■ **EXERCISE DIRECTIONS**
Repeat the records given below in full, with no changes.

*** Block opens ***

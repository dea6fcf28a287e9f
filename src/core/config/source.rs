//! File sources handed to a configuration target.

use std::path::{Path, PathBuf};

/// Existence checks rooted at a directory that existed when the source was
/// added.
///
/// Only constructed over an existing directory. A [`FileSource`] without one
/// still loads, it just cannot watch its directory for the file to change.
#[derive(Debug, Clone, PartialEq, Eq)]
pub struct FileProvider {
    root: PathBuf,
}

impl FileProvider {
    /// A provider over `root`, or `None` if `root` is not an existing directory.
    pub fn new(root: impl Into<PathBuf>) -> Option<Self> {
        let root = root.into();
        root.is_dir().then_some(Self { root })
    }

    pub fn root(&self) -> &Path {
        &self.root
    }

    /// Whether `file_name` currently exists below the root.
    pub fn exists(&self, file_name: &Path) -> bool {
        self.root.join(file_name).is_file()
    }
}

/// One JSON file to merge into the configuration.
#[derive(Debug, Clone, PartialEq, Eq)]
pub struct FileSource {
    pub path: PathBuf,
    /// Missing file is not an error.
    pub optional: bool,
    /// Re-read the file on [`Configuration::reload`](super::Configuration::reload).
    pub reload_on_change: bool,
    pub provider: Option<FileProvider>,
}

impl FileSource {
    /// A source whose provider is derived from the file's directory.
    pub fn new(path: impl Into<PathBuf>, optional: bool, reload_on_change: bool) -> Self {
        let path = path.into();
        let provider = path.parent().and_then(FileProvider::new);
        Self {
            path,
            optional,
            reload_on_change,
            provider,
        }
    }

    /// Whether the file is present right now.
    pub fn exists(&self) -> bool {
        match (&self.provider, self.path.file_name()) {
            (Some(provider), Some(name)) => provider.exists(Path::new(name)),
            _ => self.path.is_file(),
        }
    }

    /// Attach a provider if the directory has appeared since the source was added.
    pub(crate) fn refresh_provider(&mut self) {
        if self.provider.is_none() {
            self.provider = self.path.parent().and_then(FileProvider::new);
        }
    }
}

/// Anything that can take file sources in order, later sources overriding
/// earlier ones.
pub trait ConfigurationTarget {
    fn add_file(&mut self, source: FileSource);
}
//! Configuration merge target.
//!
//! Secrets files are merged into a [`ConfigBuilder`] through the
//! [`ConfigurationTarget`] trait. JSON objects are flattened to
//! `section:key` pairs and later sources override earlier ones.

mod builder;
pub mod json;
mod source;

pub use builder::{ConfigBuilder, Configuration};
pub use source::{ConfigurationTarget, FileProvider, FileSource};
//! usersecrets - inspect and create per-user secrets files.

use clap::Parser;
use tracing_subscriber::{fmt, prelude::*, EnvFilter};

use usersecrets::cli::output;
use usersecrets::cli::{execute, Cli};
use usersecrets::core::constants::LOG_VAR;
use usersecrets::error::{Error, ResolveError, SourceError};

fn main() {
    let cli = Cli::parse();

    // Initialize tracing subscriber with env-filter support
    let filter = EnvFilter::try_from_env(LOG_VAR).unwrap_or_else(|_| {
        if cli.verbose {
            EnvFilter::new("usersecrets=debug")
        } else {
            EnvFilter::new("usersecrets=warn")
        }
    });

    tracing_subscriber::registry()
        .with(filter)
        .with(fmt::layer().with_writer(std::io::stderr).with_target(false).without_time())
        .init();

    if let Err(e) = execute(cli.command) {
        // Format error with suggestion if available
        let suggestion = match &e {
            Error::Resolve(ResolveError::MissingRoot { fallback_var }) => {
                Some(format!("set {} to a writable directory", fallback_var))
            }
            Error::Source(SourceError::MissingIdentifierSource { .. }) => {
                Some("pass --id <ID> or add an id to the manifest".to_string())
            }
            Error::Io(io) if io.kind() == std::io::ErrorKind::NotFound => {
                Some("pass --id <ID> or run from a crate directory".to_string())
            }
            _ => None,
        };

        output::error(&e.to_string());
        if let Some(hint) = suggestion {
            output::hint(&hint);
        }
        std::process::exit(1);
    }
}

*** Block closes ***

■ **REPLY TO THE EXERCISE**
repository dea6fcf28a287e9f
filename src/core/config/source.rs
//! File sources handed to a configuration target.

use std::path::{Path, PathBuf};

/// Existence checks rooted at a directory that existed when the source was
/// added.
///
/// Only constructed over an existing directory. A [`FileSource`] without one
/// still loads, it just cannot watch its directory for the file to change.
#[derive(Debug, Clone, PartialEq, Eq)]
pub struct FileProvider {
    root: PathBuf,
}

impl FileProvider {
    /// A provider over `root`, or `None` if `root` is not an existing directory.
    pub fn new(root: impl Into<PathBuf>) -> Option<Self> {
        let root = root.into();
        root.is_dir().then_some(Self { root })
    }

    pub fn root(&self) -> &Path {
        &self.root
    }

    /// Whether `file_name` currently exists below the root.
    pub fn exists(&self, file_name: &Path) -> bool {
        self.root.join(file_name).is_file()
    }
}

/// One JSON file to merge into the configuration.
#[derive(Debug, Clone, PartialEq, Eq)]
pub struct FileSource {
    pub path: PathBuf,
    /// Missing file is not an error.
    pub optional: bool,
    /// Re-read the file on [`Configuration::reload`](super::Configuration::reload).
    pub reload_on_change: bool,
    pub provider: Option<FileProvider>,
}

impl FileSource {
    /// A source whose provider is derived from the file's directory.
    pub fn new(path: impl Into<PathBuf>, optional: bool, reload_on_change: bool) -> Self {
        let path = path.into();
        let provider = path.parent().and_then(FileProvider::new);
        Self {
            path,
            optional,
            reload_on_change,
            provider,
        }
    }

    /// Whether the file is present right now.
    pub fn exists(&self) -> bool {
        match (&self.provider, self.path.file_name()) {
            (Some(provider), Some(name)) => provider.exists(Path::new(name)),
            _ => self.path.is_file(),
        }
    }

    /// Attach a provider if the directory has appeared since the source was added.
    pub(crate) fn refresh_provider(&mut self) {
        if self.provider.is_none() {
            self.provider = self.path.parent().and_then(FileProvider::new);
        }
    }
}

/// Anything that can take file sources in order, later sources overriding
/// earlier ones.
pub trait ConfigurationTarget {
    fn add_file(&mut self, source: FileSource);
}
//! Configuration merge target.
//!
//! Secrets files are merged into a [`ConfigBuilder`] through the
//! [`ConfigurationTarget`] trait. JSON objects are flattened to
//! `section:key` pairs and later sources override earlier ones.

mod builder;
pub mod json;
mod source;

pub use builder::{ConfigBuilder, Configuration};
pub use source::{ConfigurationTarget, FileProvider, FileSource};
//! usersecrets - inspect and create per-user secrets files.

use clap::Parser;
use tracing_subscriber::{fmt, prelude::*, EnvFilter};

use usersecrets::cli::output;
use usersecrets::cli::{execute, Cli};
use usersecrets::core::constants::LOG_VAR;
use usersecrets::error::{Error, ResolveError, SourceError};

fn main() {
    let cli = Cli::parse();

    // Initialize tracing subscriber with env-filter support
    let filter = EnvFilter::try_from_env(LOG_VAR).unwrap_or_else(|_| {
        if cli.verbose {
            EnvFilter::new("usersecrets=debug")
        } else {
            EnvFilter::new("usersecrets=warn")
        }
    });

    tracing_subscriber::registry()
        .with(filter)
        .with(fmt::layer().with_writer(std::io::stderr).with_target(false).without_time())
        .init();

    if let Err(e) = execute(cli.command) {
        // Format error with suggestion if available
        let suggestion = match &e {
            Error::Resolve(ResolveError::MissingRoot { fallback_var }) => {
                Some(format!("set {} to a writable directory", fallback_var))
            }
            Error::Source(SourceError::MissingIdentifierSource { .. }) => {
                Some("pass --id <ID> or add an id to the manifest".to_string())
            }
            Error::Io(io) if io.kind() == std::io::ErrorKind::NotFound => {
                Some("pass --id <ID> or run from a crate directory".to_string())
            }
            _ => None,
        };

        output::error(&e.to_string());
        if let Some(hint) = suggestion {
            output::hint(&hint);
        }
        std::process::exit(1);
    }
}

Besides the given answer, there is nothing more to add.